I believe that if I hadn’t discovered the emotional mechanism I’m about to reveal to you, I would be broke, homeless, or worse dead in my twenties.

Now I know what you’re thinking; Jose, you’re being overly dramatic.

No, I’m being honest. Stress and anxiety issues run in my family. I’ve seen what can happen.

Again, emotional mastery is not about being a mindless zombie that has no feelings. Above all, it’s not about ignoring what you’re feeling at a given moment. It’s also not about shunning your feelings, representing your thoughts, or denying space to experience life with intensity.

It’s so much more than that.

Let me repeat so you and I are on the same page: Emotional mastery is not about amputating your feelings.

And, in the event that, I decided to write ‘how to master your emotions’ in the hope that you can find simple ideas to begin your journey of mastering your emotions.

These ideas  can help pave the way for your road of self-discovery with:

  • a clear understanding of how your emotions affect how I perceive reality.
  • a deep realization of how your thoughts lead to unwanted behavior.
  • clear short-term and long-term strategies you master my emotions.

So, how do you start mastering your emotions?

It all begins by understanding what is emotional mastery.

What is emotional mastery?

As we age, we experience a roller coaster of emotions.

Pets die. Parents divorce. We flunk exams. Or our partner breaks up with us.

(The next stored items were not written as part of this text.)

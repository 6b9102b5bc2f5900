//! Shared fixtures for the integration tests: a recording backend, a
//! counting page tracker and a ready-made cache over flat guest memory.

#![allow(dead_code)]

use std::collections::HashMap;
use std::sync::Arc;

use parking_lot::Mutex;
use tegra_texture_cache::engines::{
    FermiCopyConfig, MemoryLayout, RenderTargetConfig, TextureInfo,
};
use tegra_texture_cache::{
    CacheSettings, CopyParams, GpuVAddr, PageTracker, PixelFormat, SurfaceParams, TextureBackend, TextureCache, VAddr,
    VecGpuMemory, ViewParams,
};

/// Size of the mapped guest memory; addresses past it are unmapped.
pub const GUEST_MEMORY_SIZE: usize = 8 << 20;
pub const UNMAPPED_ADDR: GpuVAddr = 0x1000_0000;

#[derive(Debug, Clone, Copy, PartialEq, Eq, Hash)]
pub struct MockTexture {
    pub id: u32,
}

#[derive(Debug, Clone, Copy, PartialEq, Eq, Hash)]
pub struct MockView {
    pub texture: u32,
    pub params: ViewParams,
}

/// Everything the backend was asked to do.
#[derive(Debug, Default)]
pub struct Recorded {
    next_id: u32,
    /// Host-layout contents of every texture.
    pub contents: HashMap<u32, Vec<u8>>,
    pub creates: usize,
    pub views: usize,
    pub uploads: usize,
    pub downloads: usize,
    pub image_copies: Vec<(u32, u32, CopyParams)>,
    pub blits: Vec<(MockView, MockView)>,
    pub buffer_copies: Vec<(u32, u32)>,
}

#[derive(Debug, Clone, Default)]
pub struct MockBackend {
    pub recorded: Arc<Mutex<Recorded>>,
}

impl TextureBackend for MockBackend {
    type Texture = MockTexture;
    type View = MockView;

    fn create_texture(&mut self, _gpu_addr: GpuVAddr, params: &SurfaceParams) -> MockTexture {
        let mut recorded = self.recorded.lock();
        let id = recorded.next_id;
        recorded.next_id += 1;
        recorded.creates += 1;
        recorded.contents.insert(id, vec![0; params.host_size_in_bytes()]);
        MockTexture { id }
    }

    fn create_view(&mut self, texture: &MockTexture, _params: &SurfaceParams, view: &ViewParams) -> MockView {
        self.recorded.lock().views += 1;
        MockView {
            texture: texture.id,
            params: *view,
        }
    }

    fn upload_texture(&mut self, texture: &MockTexture, _params: &SurfaceParams, data: &[u8]) {
        let mut recorded = self.recorded.lock();
        recorded.uploads += 1;
        recorded.contents.insert(texture.id, data.to_vec());
    }

    fn download_texture(&mut self, texture: &MockTexture, _params: &SurfaceParams, data: &mut [u8]) {
        let mut recorded = self.recorded.lock();
        recorded.downloads += 1;
        if let Some(contents) = recorded.contents.get(&texture.id) {
            let len = contents.len().min(data.len());
            data[..len].copy_from_slice(&contents[..len]);
        }
    }

    fn image_copy(&mut self, src: &MockTexture, dst: &MockTexture, copy: &CopyParams) {
        self.recorded.lock().image_copies.push((src.id, dst.id, *copy));
    }

    fn image_blit(&mut self, src: &MockView, dst: &MockView, _config: &FermiCopyConfig) {
        self.recorded.lock().blits.push((*src, *dst));
    }

    fn buffer_copy(&mut self, src: &MockTexture, _src_params: &SurfaceParams, dst: &MockTexture, _dst_params: &SurfaceParams) {
        self.recorded.lock().buffer_copies.push((src.id, dst.id));
    }
}

/// Net number of cached surfaces per CPU range start.
#[derive(Debug, Default)]
pub struct CountingTracker {
    pub cached: Mutex<HashMap<VAddr, i64>>,
}

impl CountingTracker {
    pub fn count(&self, cpu_addr: VAddr) -> i64 {
        self.cached.lock().get(&cpu_addr).copied().unwrap_or(0)
    }

    pub fn total(&self) -> i64 {
        self.cached.lock().values().sum()
    }
}

impl PageTracker for CountingTracker {
    fn update_pages_cached_count(&self, cpu_addr: VAddr, _size: u64, delta: i32) {
        *self.cached.lock().entry(cpu_addr).or_default() += i64::from(delta);
    }
}

pub struct Harness {
    pub cache: TextureCache<MockBackend>,
    pub memory: Arc<VecGpuMemory>,
    pub tracker: Arc<CountingTracker>,
    pub recorded: Arc<Mutex<Recorded>>,
}

impl Harness {
    pub fn new() -> Self {
        Self::with_settings(CacheSettings::default())
    }

    pub fn with_settings(settings: CacheSettings) -> Self {
        let _ = env_logger::builder().is_test(true).try_init();
        let backend = MockBackend::default();
        let recorded = backend.recorded.clone();
        let memory = Arc::new(VecGpuMemory::new(0, GUEST_MEMORY_SIZE));
        let tracker = Arc::new(CountingTracker::default());
        let cache = TextureCache::new(backend, memory.clone(), tracker.clone(), settings);
        Self {
            cache,
            memory,
            tracker,
            recorded,
        }
    }

    pub fn creates(&self) -> usize {
        self.recorded.lock().creates
    }

    pub fn image_copies(&self) -> usize {
        self.recorded.lock().image_copies.len()
    }

    /// Replaces the host contents of `texture`, as a draw would.
    pub fn render_into(&self, texture: u32, bytes: Vec<u8>) {
        self.recorded.lock().contents.insert(texture, bytes);
    }

    pub fn contents(&self, texture: u32) -> Vec<u8> {
        self.recorded.lock().contents.get(&texture).cloned().unwrap_or_default()
    }
}

/// A single-level block linear 2D texture descriptor.
pub fn texture_2d(address: GpuVAddr, format: PixelFormat, width: u32, height: u32) -> TextureInfo {
    TextureInfo::new_2d(address, format, width, height, 4)
}

/// A block linear color target.
pub fn render_target(address: GpuVAddr, format: PixelFormat, width: u32, height: u32) -> RenderTargetConfig {
    RenderTargetConfig {
        address,
        width,
        height,
        format: Some(format),
        memory_layout: MemoryLayout::block_linear(4),
        layers: 1,
        ..Default::default()
    }
}
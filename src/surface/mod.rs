//! Surface Formats and Targets
//!
//! Guest-visible pixel formats of the Maxwell texture and render target
//! units, together with the per-format properties the cache reasons about:
//! compression block size, bytes per block, component type, surface type and
//! how the host stores the format.
//!
//! # Sibling formats
//!
//! Some formats share an identical bit layout and only differ in how the bits
//! are interpreted (a 16-bit depth buffer and a 16-bit unorm red channel).
//! Outside of render target resolves such formats can alias the same host
//! texture without conversion. [`SiblingTable`] records these pairs.

mod format;

pub use format::{FormatInfo, PixelFormat};

/// Numeric interpretation of a format's components.
#[derive(Debug, Clone, Copy, PartialEq, Eq, Hash)]
pub enum ComponentType {
    UNorm,
    SNorm,
    UInt,
    SInt,
    Float,
}

/// Fundamental category of a surface.
#[derive(Debug, Clone, Copy, PartialEq, Eq, Hash)]
pub enum SurfaceType {
    ColorTexture,
    Depth,
    DepthStencil,
}

/// How a format's guest encoding maps onto host storage.
#[derive(Debug, Clone, Copy, PartialEq, Eq, Hash)]
pub enum SurfaceCompression {
    /// Stored as-is.
    None,
    /// Block compressed, stored as-is by the host.
    Compressed,
    /// Decoded for the host; cannot be encoded back to guest memory.
    Converted,
    /// Same size on both sides but with rearranged bits (S8Z24 <-> Z24S8).
    Rearranged,
}

/// Dimensionality and layering of a surface.
#[derive(Debug, Clone, Copy, PartialEq, Eq, Hash)]
pub enum SurfaceTarget {
    Texture1D,
    TextureBuffer,
    Texture2D,
    Texture3D,
    Texture1DArray,
    Texture2DArray,
    TextureCubemap,
    TextureCubeArray,
}

impl SurfaceTarget {
    /// Whether the target addresses independent layers.
    #[inline]
    #[must_use]
    pub fn is_layered(self) -> bool {
        matches!(
            self,
            Self::Texture1DArray | Self::Texture2DArray | Self::TextureCubemap | Self::TextureCubeArray
        )
    }

    #[inline]
    #[must_use]
    pub fn is_cube(self) -> bool {
        matches!(self, Self::TextureCubemap | Self::TextureCubeArray)
    }
}

/// Pairs of formats that may alias each other without conversion.
#[derive(Debug, Clone)]
pub struct SiblingTable {
    siblings: [Option<PixelFormat>; PixelFormat::COUNT],
}

impl SiblingTable {
    /// An empty table: no two formats alias.
    #[must_use]
    pub fn empty() -> Self {
        Self {
            siblings: [None; PixelFormat::COUNT],
        }
    }

    /// Depth/color pairs with identical bit layouts.
    #[must_use]
    pub fn maxwell() -> Self {
        let mut table = Self::empty();
        table.make_siblings(PixelFormat::D16Unorm, PixelFormat::R16Unorm);
        table.make_siblings(PixelFormat::D32Float, PixelFormat::R32Float);
        table.make_siblings(PixelFormat::D32FloatS8Uint, PixelFormat::Rg32Float);
        table
    }

    pub fn make_siblings(&mut self, a: PixelFormat, b: PixelFormat) {
        self.siblings[a as usize] = Some(b);
        self.siblings[b as usize] = Some(a);
    }

    #[inline]
    #[must_use]
    pub fn sibling(&self, format: PixelFormat) -> Option<PixelFormat> {
        self.siblings[format as usize]
    }

    /// Whether `a` is registered as the sibling of `b`.
    #[inline]
    #[must_use]
    pub fn are_siblings(&self, a: PixelFormat, b: PixelFormat) -> bool {
        self.sibling(a) == Some(b)
    }
}

impl Default for SiblingTable {
    fn default() -> Self {
        Self::maxwell()
    }
}

#[cfg(test)]
mod tests {
    use super::*;

    #[test]
    fn maxwell_siblings_are_symmetric() {
        let table = SiblingTable::maxwell();
        assert!(table.are_siblings(PixelFormat::D16Unorm, PixelFormat::R16Unorm));
        assert!(table.are_siblings(PixelFormat::R16Unorm, PixelFormat::D16Unorm));
        assert!(table.are_siblings(PixelFormat::R32Float, PixelFormat::D32Float));
        assert!(table.are_siblings(PixelFormat::Rg32Float, PixelFormat::D32FloatS8Uint));
        assert!(!table.are_siblings(PixelFormat::Rgba8Unorm, PixelFormat::Bgra8Unorm));
    }

    #[test]
    fn layered_targets() {
        assert!(SurfaceTarget::TextureCubemap.is_layered());
        assert!(SurfaceTarget::Texture2DArray.is_layered());
        assert!(!SurfaceTarget::Texture3D.is_layered());
        assert!(!SurfaceTarget::Texture2D.is_layered());
    }
}
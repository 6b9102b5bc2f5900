/// A device-side copy of one box between two surfaces.
#[derive(Debug, Clone, Copy, PartialEq, Eq, Hash, Default)]
pub struct CopyParams {
    pub source_x: u32,
    pub source_y: u32,
    pub source_z: u32,
    pub dest_x: u32,
    pub dest_y: u32,
    pub dest_z: u32,
    pub source_level: u32,
    pub dest_level: u32,
    pub width: u32,
    pub height: u32,
    pub depth: u32,
}

impl CopyParams {
    /// A `width x height` copy of `layer`/`level` into the same layer and
    /// level of the destination.
    #[must_use]
    pub const fn layer_level(width: u32, height: u32, layer: u32, level: u32) -> Self {
        Self {
            source_x: 0,
            source_y: 0,
            source_z: layer,
            dest_x: 0,
            dest_y: 0,
            dest_z: layer,
            source_level: level,
            dest_level: level,
            width,
            height,
            depth: 1,
        }
    }

    /// A `width x height x depth` copy of `level` into the same level.
    #[must_use]
    pub const fn volume_level(width: u32, height: u32, depth: u32, level: u32) -> Self {
        Self {
            source_x: 0,
            source_y: 0,
            source_z: 0,
            dest_x: 0,
            dest_y: 0,
            dest_z: 0,
            source_level: level,
            dest_level: level,
            width,
            height,
            depth,
        }
    }

    /// Level 0 of a single-level source into `dest_layer`/`dest_level`.
    #[must_use]
    pub const fn into_layer_level(width: u32, height: u32, dest_layer: u32, dest_level: u32) -> Self {
        Self {
            source_x: 0,
            source_y: 0,
            source_z: 0,
            dest_x: 0,
            dest_y: 0,
            dest_z: dest_layer,
            source_level: 0,
            dest_level,
            width,
            height,
            depth: 1,
        }
    }
}
use super::{ComponentType, SurfaceCompression, SurfaceType};

/// Static properties of a [`PixelFormat`].
#[derive(Debug, Clone, Copy, PartialEq, Eq)]
pub struct FormatInfo {
    /// Width of a compression block in texels (1 for uncompressed formats).
    pub block_width: u32,
    /// Height of a compression block in texels (1 for uncompressed formats).
    pub block_height: u32,
    /// Size in bytes of one block (one texel when uncompressed).
    pub bytes_per_block: u32,
    pub component_type: ComponentType,
    pub surface_type: SurfaceType,
    pub compression: SurfaceCompression,
}

impl FormatInfo {
    const fn color(bytes_per_block: u32, component_type: ComponentType) -> Self {
        Self {
            block_width: 1,
            block_height: 1,
            bytes_per_block,
            component_type,
            surface_type: SurfaceType::ColorTexture,
            compression: SurfaceCompression::None,
        }
    }

    const fn compressed(block_width: u32, block_height: u32, bytes_per_block: u32, compression: SurfaceCompression) -> Self {
        Self {
            block_width,
            block_height,
            bytes_per_block,
            component_type: ComponentType::UNorm,
            surface_type: SurfaceType::ColorTexture,
            compression,
        }
    }

    const fn depth(bytes_per_block: u32, component_type: ComponentType, surface_type: SurfaceType, compression: SurfaceCompression) -> Self {
        Self {
            block_width: 1,
            block_height: 1,
            bytes_per_block,
            component_type,
            surface_type,
            compression,
        }
    }
}

/// Guest pixel formats understood by the cache.
#[derive(Debug, Clone, Copy, PartialEq, Eq, Hash, PartialOrd, Ord)]
#[repr(u8)]
pub enum PixelFormat {
    Rgba8Unorm,
    Rgba8Snorm,
    Rgba8Uint,
    Rgba8Srgb,
    Bgra8Unorm,
    Bgra8Srgb,
    B5G6R5Unorm,
    A2B10G10R10Unorm,
    A1B5G5R5Unorm,
    R8Unorm,
    R8Uint,
    Rg8Unorm,
    Rg8Snorm,
    R16Float,
    R16Unorm,
    R16Snorm,
    R16Uint,
    R16Sint,
    Rg16Unorm,
    Rg16Snorm,
    Rg16Float,
    Rg16Uint,
    Rg16Sint,
    R32Float,
    R32Uint,
    R32Sint,
    R11G11B10Float,
    E5B9G9R9Float,
    Rgba16Float,
    Rgba16Unorm,
    Rgba16Uint,
    Rg32Float,
    Rg32Uint,
    Rgb32Float,
    Rgba32Float,
    Rgba32Uint,
    Bc1Unorm,
    Bc1Srgb,
    Bc2Unorm,
    Bc3Unorm,
    Bc4Unorm,
    Bc5Unorm,
    Bc6hUfloat,
    Bc7Unorm,
    Astc4x4Unorm,
    Astc4x4Srgb,
    Astc5x4Unorm,
    Astc8x5Unorm,
    Astc8x8Unorm,
    D16Unorm,
    D32Float,
    D24UnormS8Uint,
    S8UintD24Unorm,
    D32FloatS8Uint,
}

impl PixelFormat {
    /// Number of variants.
    pub const COUNT: usize = Self::D32FloatS8Uint as usize + 1;

    #[must_use]
    pub const fn info(self) -> FormatInfo {
        use ComponentType::{Float, SInt, SNorm, UInt, UNorm};
        use SurfaceCompression::{Compressed, Converted, Rearranged};

        match self {
            Self::Rgba8Unorm | Self::Rgba8Srgb | Self::Bgra8Unorm | Self::Bgra8Srgb | Self::A2B10G10R10Unorm | Self::Rg16Unorm => FormatInfo::color(4, UNorm),
            Self::Rgba8Snorm | Self::Rg16Snorm => FormatInfo::color(4, SNorm),
            Self::Rgba8Uint | Self::Rg16Uint | Self::R32Uint => FormatInfo::color(4, UInt),
            Self::B5G6R5Unorm | Self::A1B5G5R5Unorm | Self::Rg8Unorm | Self::R16Unorm => FormatInfo::color(2, UNorm),
            Self::R8Unorm => FormatInfo::color(1, UNorm),
            Self::R8Uint => FormatInfo::color(1, UInt),
            Self::Rg8Snorm | Self::R16Snorm => FormatInfo::color(2, SNorm),
            Self::R16Float => FormatInfo::color(2, Float),
            Self::R16Uint => FormatInfo::color(2, UInt),
            Self::R16Sint => FormatInfo::color(2, SInt),
            Self::Rg16Float | Self::R32Float | Self::R11G11B10Float | Self::E5B9G9R9Float => FormatInfo::color(4, Float),
            Self::Rg16Sint | Self::R32Sint => FormatInfo::color(4, SInt),
            Self::Rgba16Float | Self::Rg32Float => FormatInfo::color(8, Float),
            Self::Rgba16Unorm => FormatInfo::color(8, UNorm),
            Self::Rgba16Uint | Self::Rg32Uint => FormatInfo::color(8, UInt),
            Self::Rgb32Float => FormatInfo::color(12, Float),
            Self::Rgba32Float => FormatInfo::color(16, Float),
            Self::Rgba32Uint => FormatInfo::color(16, UInt),
            Self::Bc1Unorm | Self::Bc1Srgb | Self::Bc4Unorm => FormatInfo::compressed(4, 4, 8, Compressed),
            Self::Bc2Unorm | Self::Bc3Unorm | Self::Bc5Unorm | Self::Bc6hUfloat | Self::Bc7Unorm => FormatInfo::compressed(4, 4, 16, Compressed),
            Self::Astc4x4Unorm | Self::Astc4x4Srgb => FormatInfo::compressed(4, 4, 16, Converted),
            Self::Astc5x4Unorm => FormatInfo::compressed(5, 4, 16, Converted),
            Self::Astc8x5Unorm => FormatInfo::compressed(8, 5, 16, Converted),
            Self::Astc8x8Unorm => FormatInfo::compressed(8, 8, 16, Converted),
            Self::D16Unorm => FormatInfo::depth(2, UNorm, SurfaceType::Depth, SurfaceCompression::None),
            Self::D32Float => FormatInfo::depth(4, Float, SurfaceType::Depth, SurfaceCompression::None),
            Self::D24UnormS8Uint => FormatInfo::depth(4, UNorm, SurfaceType::DepthStencil, SurfaceCompression::None),
            Self::S8UintD24Unorm => FormatInfo::depth(4, UNorm, SurfaceType::DepthStencil, Rearranged),
            Self::D32FloatS8Uint => FormatInfo::depth(8, Float, SurfaceType::DepthStencil, SurfaceCompression::None),
        }
    }

    #[inline]
    #[must_use]
    pub const fn block_width(self) -> u32 {
        self.info().block_width
    }

    #[inline]
    #[must_use]
    pub const fn block_height(self) -> u32 {
        self.info().block_height
    }

    #[inline]
    #[must_use]
    pub const fn bytes_per_block(self) -> u32 {
        self.info().bytes_per_block
    }

    #[inline]
    #[must_use]
    pub const fn component_type(self) -> ComponentType {
        self.info().component_type
    }

    #[inline]
    #[must_use]
    pub const fn surface_type(self) -> SurfaceType {
        self.info().surface_type
    }

    #[inline]
    #[must_use]
    pub const fn compression(self) -> SurfaceCompression {
        self.info().compression
    }

    /// Whether the format is stored in compression blocks larger than a texel.
    #[inline]
    #[must_use]
    pub const fn is_compressed(self) -> bool {
        let info = self.info();
        info.block_width > 1 || info.block_height > 1
    }

    #[inline]
    #[must_use]
    pub const fn is_srgb(self) -> bool {
        matches!(self, Self::Rgba8Srgb | Self::Bgra8Srgb | Self::Bc1Srgb | Self::Astc4x4Srgb)
    }

    /// Whether the format has a depth component.
    #[inline]
    #[must_use]
    pub const fn is_depth(self) -> bool {
        !matches!(self.info().surface_type, SurfaceType::ColorTexture)
    }
}

#[cfg(test)]
mod tests {
    use super::*;

    #[test]
    fn count_covers_last_variant() {
        assert_eq!(PixelFormat::COUNT, PixelFormat::D32FloatS8Uint as usize + 1);
    }

    #[test]
    fn block_properties() {
        assert_eq!(PixelFormat::Rgba8Unorm.bytes_per_block(), 4);
        assert!(!PixelFormat::Rgba8Unorm.is_compressed());

        let bc1 = PixelFormat::Bc1Unorm.info();
        assert_eq!((bc1.block_width, bc1.block_height, bc1.bytes_per_block), (4, 4, 8));

        let astc = PixelFormat::Astc8x5Unorm;
        assert_eq!((astc.block_width(), astc.block_height()), (8, 5));
        assert_eq!(astc.compression(), SurfaceCompression::Converted);
    }

    #[test]
    fn depth_formats() {
        assert_eq!(PixelFormat::D16Unorm.surface_type(), SurfaceType::Depth);
        assert_eq!(PixelFormat::S8UintD24Unorm.surface_type(), SurfaceType::DepthStencil);
        assert_eq!(PixelFormat::S8UintD24Unorm.compression(), SurfaceCompression::Rearranged);
        assert!(!PixelFormat::R16Unorm.is_depth());
        assert!(PixelFormat::D32FloatS8Uint.is_depth());
    }
}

Maybe we graduate with high honors. Or we marry The One. Maybe you land the job of your dreams.

Every single one of those experiences takes us to different places inside the emotion stack.

Emotional mastery is the art of becoming aware of what you’re feeling. Learning how to lead yourself out of negative emotional states. When you use that you can use it to better your life.

All that said, let’s talk about what I call the Emotional Mastery Framework.

Emotional Mastery Framework

Emotional Mastery is built on top of all your life experiences, your values, your choices, your emotions, and your feelings. It also takes into account how you respond to inner and outer stimuli.

There’s so much complexity that it makes my head spin.

So, to help myself understand this, I discovered a simple framework to control my emotions.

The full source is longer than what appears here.